No va a haber tregua ni para Sánchez en el interior ni para las democracias occidentales en el exterior. Cuando el enemigo, incluso el socio, no va a darte tregua, solo te queda apretar los dientes y decidir cómo y cuándo das la pelea. La pelea del gobierno español pasa por controlar los daños colaterales económicos de la batalla del este, por asegurar el suministro energético, por conseguir que el flujo económico por la pandemia se aproveche y por lograr que lleguen otros para las consecuencias de la guerra y, si es posible, en mejorar la posición española en las instituciones internacionales. Los mismos deberes que tienen todos los demás de forma inseparable. Puigneró, por mucho que diga, tampoco podría hacerlo en solitario. En la circunstancia política española es importante también que en todo lo anterior Sánchez y el PSOE no se dejen el pellejo del todo, porque no solo su partido necesita que llegue con aliento a la convocatoria electoral, sino que todo aquel que le ve las orejas al lobo sabe que la otra combinación —Feijóo, Abascal— en ningún caso sería mejor. 

En el caso del paro de los transportistas se aprecian además algunas características particulares. La plataforma convocante, a través de las redes, no está identificada ni se conoce quién la forma, más allá de algún portavoz. La huelga no se ha convocado legalmente y, por este motivo, no se han podido decretar servicios mínimos como se hubiera hecho en cualquier huelga que afecte a un sector primario o esencial. Parece, además, que las ayudas al combustible no son suficientes y que reivindican una especie de cambio estructural que acabe con la estructura de subcontratas que lleva más de una década vigente. ¿De qué manera? ¿Están pidiendo una ley? Imposible saberlo, pero un Estado, sea el español u otro, no puede aceptar que los suministros básicos del país queden paralizados en una huelga salvaje, sea del sector que sea. Una cosa es negociar, a lo que un gobierno debe estar dispuesto siempre con interlocutores identificados y representativos, y otra es presionar, y a la presión o el chantaje de grupos sin identificar, movidos por perfiles de redes sociales.

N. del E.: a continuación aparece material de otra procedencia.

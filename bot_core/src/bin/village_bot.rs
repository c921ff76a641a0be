use std::path::PathBuf;
use std::process::ExitCode;

use clap::Parser;
use crossbeam_channel::{bounded, Receiver, Sender};
use tracing::{error, info, warn};
use tracing_subscriber::EnvFilter;

use bot_core::{
    load_bot_config, notifier_from_config, BotConfig, HttpGateway, JobPlanStore, PollScheduler,
    Session, StartupError,
};

#[derive(Parser, Debug)]
#[command(author, version, about = "Keeps villages building and reports incoming attacks", long_about = None)]
struct Cli {
    /// Path to the JSON config file (defaults to $VILLAGE_BOT_CONFIG_PATH, then village_bot.json).
    #[arg(long)]
    config: Option<PathBuf>,
    /// Override the build plan path from the config.
    #[arg(long)]
    plan: Option<PathBuf>,
    /// Run a single cycle, then log out.
    #[arg(long, conflicts_with = "max_cycles")]
    once: bool,
    /// Stop after this many cycles.
    #[arg(long)]
    max_cycles: Option<u64>,
}

fn main() -> ExitCode {
    let cli = Cli::parse();

    // The config decides the default log level, so read it before the
    // subscriber exists and report its failure on stderr.
    let (mut config, config_path) = match load_bot_config(cli.config.as_deref()) {
        Ok(loaded) => loaded,
        Err(err) => {
            eprintln!("village-bot: {}", StartupError::from(err));
            return ExitCode::FAILURE;
        }
    };
    init_tracing(&config);
    info!(
        target: "village_bot::config",
        path = %config_path.display(),
        poll_interval_seconds = config.poll_interval_seconds,
        debug_mode = config.debug_mode,
        "bot_config.loaded=file"
    );
    if config.auto_evade_attack {
        info!(
            target: "village_bot::config",
            "auto_evade_attack is reserved and currently has no effect"
        );
    }

    if let Some(plan) = cli.plan {
        config.job_plan_path = plan;
    }
    if cli.once {
        config.max_cycles = Some(1);
    } else if cli.max_cycles.is_some() {
        config.max_cycles = cli.max_cycles;
    }

    // `_signal` keeps the channel connected even if no handler could be installed.
    let (_signal, shutdown) = install_shutdown_handler();
    match run(&config, shutdown) {
        Ok(cycles) => {
            info!(target: "village_bot::main", cycles, "village-bot exited cleanly");
            ExitCode::SUCCESS
        }
        Err(err) => {
            error!(target: "village_bot::main", error = %err, "startup.failed");
            ExitCode::FAILURE
        }
    }
}

fn init_tracing(config: &BotConfig) {
    let default_level = if config.debug_mode { "debug" } else { "info" };
    let filter =
        EnvFilter::try_from_default_env().unwrap_or_else(|_| EnvFilter::new(default_level));
    tracing_subscriber::fmt().with_env_filter(filter).init();
}

fn install_shutdown_handler() -> (Sender<()>, Receiver<()>) {
    let (sender, receiver) = bounded::<()>(1);
    let handler_sender = sender.clone();
    if let Err(err) = ctrlc::set_handler(move || {
        let _ = handler_sender.try_send(());
    }) {
        warn!(
            target: "village_bot::main",
            error = %err,
            "interrupt handler unavailable; stop with --max-cycles or kill"
        );
    }
    (sender, receiver)
}

fn run(config: &BotConfig, shutdown: Receiver<()>) -> Result<u64, StartupError> {
    info!(
        target: "village_bot::main",
        server = %config.server_url,
        plan = %config.job_plan_path.display(),
        "village-bot starting"
    );
    let notifier = notifier_from_config(config);
    let gateway = HttpGateway::authenticate(config)?;
    let session = Session::new(gateway);
    let plan = JobPlanStore::new(config.job_plan_path.clone());
    let scheduler = PollScheduler::start(config, session, plan, notifier, shutdown)?;
    Ok(scheduler.run())
}
//! Declarative build plan.
//!
//! The plan is a `|`-delimited text file, one job per row, read again at the
//! start of every cycle so edits apply from the next cycle on:
//!
//! ```text
//! VillageName|BuildType|BuildID|BuildLvl
//! Village1|field|34|2
//! ```

use std::{
    fmt, fs, io,
    num::ParseIntError,
    path::{Path, PathBuf},
};

use thiserror::Error;

const COLUMNS: usize = 4;

/// Class of construction slot a job targets.
#[derive(Clone, Copy, Debug, PartialEq, Eq, Hash)]
pub enum TargetKind {
    Field,
    Building,
}

impl TargetKind {
    fn parse(token: &str) -> Option<Self> {
        match token.to_ascii_lowercase().as_str() {
            "field" => Some(TargetKind::Field),
            "building" => Some(TargetKind::Building),
            _ => None,
        }
    }
}

impl fmt::Display for TargetKind {
    fn fmt(&self, f: &mut fmt::Formatter<'_>) -> fmt::Result {
        match self {
            TargetKind::Field => f.write_str("field"),
            TargetKind::Building => f.write_str("building"),
        }
    }
}

#[derive(Clone, Debug, PartialEq, Eq)]
pub struct BuildJob {
    pub village_name: String,
    pub target: TargetKind,
    pub field_id: u32,
    pub target_level: u32,
}

impl fmt::Display for BuildJob {
    fn fmt(&self, f: &mut fmt::Formatter<'_>) -> fmt::Result {
        write!(
            f,
            "{} {} -> level {}",
            self.target, self.field_id, self.target_level
        )
    }
}

#[derive(Debug, Error)]
pub enum RowError {
    #[error("expected 4 columns, found {0}")]
    ColumnCount(usize),
    #[error("empty village name")]
    EmptyVillage,
    #[error("unknown target type '{0}'")]
    UnknownTarget(String),
    #[error("invalid integer '{value}' for {context}: {source}")]
    InvalidInteger {
        value: String,
        context: &'static str,
        source: ParseIntError,
    },
    #[error("target level must be at least 1")]
    ZeroLevel,
}

#[derive(Debug, Error)]
pub enum PlanError {
    #[error("failed to read job plan from {path:?}: {source}")]
    ReadFailed {
        path: PathBuf,
        #[source]
        source: io::Error,
    },
    #[error("job plan line {line}: {source}")]
    Row {
        line: usize,
        #[source]
        source: RowError,
    },
}

/// Ordered, immutable list of jobs loaded for one cycle.
#[derive(Clone, Debug, Default, PartialEq, Eq)]
pub struct JobPlan {
    jobs: Vec<BuildJob>,
}

impl JobPlan {
    pub fn new(jobs: Vec<BuildJob>) -> Self {
        Self { jobs }
    }

    /// Parse the whole text. Any bad row rejects the plan, so a typo can never
    /// silently drop a job and let a later one run out of order.
    pub fn parse_str(text: &str) -> Result<Self, PlanError> {
        let mut jobs = Vec::new();
        for (index, row) in text.lines().enumerate() {
            // The header is skipped by position, whatever it contains.
            if index == 0 || row.trim().is_empty() {
                continue;
            }
            let job = parse_row(row).map_err(|source| PlanError::Row {
                line: index + 1,
                source,
            })?;
            jobs.push(job);
        }
        Ok(Self { jobs })
    }

    pub fn jobs(&self) -> &[BuildJob] {
        &self.jobs
    }

    pub fn len(&self) -> usize {
        self.jobs.len()
    }

    pub fn is_empty(&self) -> bool {
        self.jobs.is_empty()
    }

    /// Jobs for one village in declared order.
    pub fn queue_for(&self, village_name: &str) -> Vec<&BuildJob> {
        self.jobs
            .iter()
            .filter(|job| job.village_name == village_name)
            .collect()
    }
}

fn parse_row(row: &str) -> Result<BuildJob, RowError> {
    let columns: Vec<&str> = row.split('|').map(str::trim).collect();
    if columns.len() != COLUMNS {
        return Err(RowError::ColumnCount(columns.len()));
    }
    let village_name = columns[0];
    if village_name.is_empty() {
        return Err(RowError::EmptyVillage);
    }
    let target =
        TargetKind::parse(columns[1]).ok_or_else(|| RowError::UnknownTarget(columns[1].into()))?;
    let field_id = parse_u32(columns[2], "field id")?;
    let target_level = parse_u32(columns[3], "target level")?;
    if target_level == 0 {
        return Err(RowError::ZeroLevel);
    }
    Ok(BuildJob {
        village_name: village_name.to_string(),
        target,
        field_id,
        target_level,
    })
}

fn parse_u32(value: &str, context: &'static str) -> Result<u32, RowError> {
    value
        .parse::<u32>()
        .map_err(|source| RowError::InvalidInteger {
            value: value.to_string(),
            context,
            source,
        })
}

/// Where the scheduler gets a fresh plan each cycle.
pub trait PlanSource {
    fn load(&self) -> Result<JobPlan, PlanError>;
}

/// Plan backed by a file on disk.
#[derive(Clone, Debug)]
pub struct JobPlanStore {
    path: PathBuf,
}

impl JobPlanStore {
    pub fn new(path: impl Into<PathBuf>) -> Self {
        Self { path: path.into() }
    }

    pub fn path(&self) -> &Path {
        &self.path
    }
}

impl PlanSource for JobPlanStore {
    fn load(&self) -> Result<JobPlan, PlanError> {
        let text = fs::read_to_string(&self.path).map_err(|source| PlanError::ReadFailed {
            path: self.path.clone(),
            source,
        })?;
        let plan = JobPlan::parse_str(&text)?;
        tracing::debug!(
            target: "village_bot::plan",
            path = %self.path.display(),
            jobs = plan.len(),
            "job_plan.loaded"
        );
        Ok(plan)
    }
}

impl PlanSource for JobPlan {
    fn load(&self) -> Result<JobPlan, PlanError> {
        Ok(self.clone())
    }
}
//! Boundary to the remote game server.
//!
//! [`RemoteGateway`] is the seam between the scheduling core and the HTTP
//! transport. The core only ever sees raw page markup and never builds
//! request URLs itself.

use thiserror::Error;

use crate::config::ConfigError;
use crate::markup::ParseError;
use crate::village::{Locator, VillageRef};

pub const LOGIN_PATH: &str = "login.php";
pub const LOGOUT_PATH: &str = "logout.php";
pub const OVERVIEW_PATH: &str = "dorf1.php";
pub const RALLY_POINT_PATH: &str = "build.php?tt=1&id=39";
pub const SLOT_PATH: &str = "build.php?id=";

pub fn overview_path(locator: &Locator) -> String {
    format!("{OVERVIEW_PATH}?{}", locator.query())
}

pub fn rally_point_path(locator: &Locator) -> String {
    format!("{RALLY_POINT_PATH}&{}", locator.query())
}

pub fn slot_path(locator: &Locator, slot: u32) -> String {
    format!("{SLOT_PATH}{slot}&{}", locator.query())
}

#[derive(Debug, Error)]
pub enum GatewayError {
    #[error("invalid url '{path}': {source}")]
    InvalidUrl {
        path: String,
        #[source]
        source: url::ParseError,
    },
    #[error("request to {url} failed: {source}")]
    Request {
        url: String,
        #[source]
        source: reqwest::Error,
    },
    #[error("request to {url} returned status {status}")]
    Status { url: String, status: u16 },
    #[error("unexpected page at {url}: {source}")]
    Page {
        url: String,
        #[source]
        source: ParseError,
    },
    #[error("session is closed")]
    Closed,
}

#[derive(Debug, Error)]
pub enum AuthError {
    #[error(transparent)]
    Config(#[from] ConfigError),
    #[error("could not reach login page: {0}")]
    Gateway(#[from] GatewayError),
    #[error("login page unreadable: {0}")]
    LoginPage(#[from] ParseError),
    #[error("server rejected credentials for '{username}'")]
    Rejected { username: String },
}

/// Operations the bot needs from an authenticated session.
pub trait RemoteGateway {
    fn list_villages(&mut self) -> Result<Vec<VillageRef>, GatewayError>;

    fn fetch_overview(&mut self, locator: &Locator) -> Result<String, GatewayError>;

    fn fetch_defense(&mut self, locator: &Locator) -> Result<String, GatewayError>;

    /// Detail page of one construction slot, carrying its level and upgrade button.
    fn fetch_slot(&mut self, locator: &Locator, slot: u32) -> Result<String, GatewayError>;

    fn issue_build(&mut self, action_url: &str) -> Result<(), GatewayError>;

    fn teardown(&mut self) -> Result<(), GatewayError>;
}

/// Owns an authenticated gateway and guarantees it is torn down once.
///
/// [`Session::close`] is the orderly path; dropping an open session tears it
/// down as well, logging rather than returning any failure.
pub struct Session<G: RemoteGateway> {
    gateway: G,
    open: bool,
}

impl<G: RemoteGateway> Session<G> {
    pub fn new(gateway: G) -> Self {
        Self {
            gateway,
            open: true,
        }
    }

    pub fn is_open(&self) -> bool {
        self.open
    }

    pub fn gateway(&self) -> &G {
        &self.gateway
    }

    pub fn gateway_mut(&mut self) -> &mut G {
        &mut self.gateway
    }

    pub fn close(mut self) -> Result<(), GatewayError> {
        self.open = false;
        let result = self.gateway.teardown();
        match &result {
            Ok(()) => tracing::info!(target: "village_bot::session", "session.closed"),
            Err(err) => tracing::warn!(
                target: "village_bot::session",
                error = %err,
                "session.close_failed"
            ),
        }
        result
    }
}

impl<G: RemoteGateway> Drop for Session<G> {
    fn drop(&mut self) {
        if !self.open {
            return;
        }
        self.open = false;
        match self.gateway.teardown() {
            Ok(()) => tracing::info!(target: "village_bot::session", "session.closed=drop"),
            Err(err) => tracing::warn!(
                target: "village_bot::session",
                error = %err,
                "session.close_failed=drop"
            ),
        }
    }
}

El gobierno de Sánchez tiene que impedir que todos los sectores y consumidores se conviertan en rehenes de una huelga que no contempla ninguna legalidad y cuyas reivindicaciones son como poco difusas. Quizá es muy pronto para recurrir al Ejército, como ha pedido Feijóo, pero tampoco me parece sensato negar esa posibilidad de forma taxativa, como ha hecho la ministra Robles. Recordemos que el artículo 4 de la ley que regula el Estado de alarma, recoge que el Gobierno, en solitario, podrá decretarlo durante quince días en casos de: “paralización de servicios públicos esenciales para la comunidad, cuando no se garantice lo dispuesto en los artículos veintiocho, dos, y treinta y siete, dos, de la Constitución, concurra alguna de las demás circunstancia o situaciones contenidas en este artículo” y “situaciones de desabastecimiento de productos de primera necesidad”. A lo mejor es lo que algunas manos que mecen la cuna están buscando porque no parece el mejor momento para montar este cirio, pero siempre hay quien saca ganancia del río revuelto y no suelen ser los pescadores.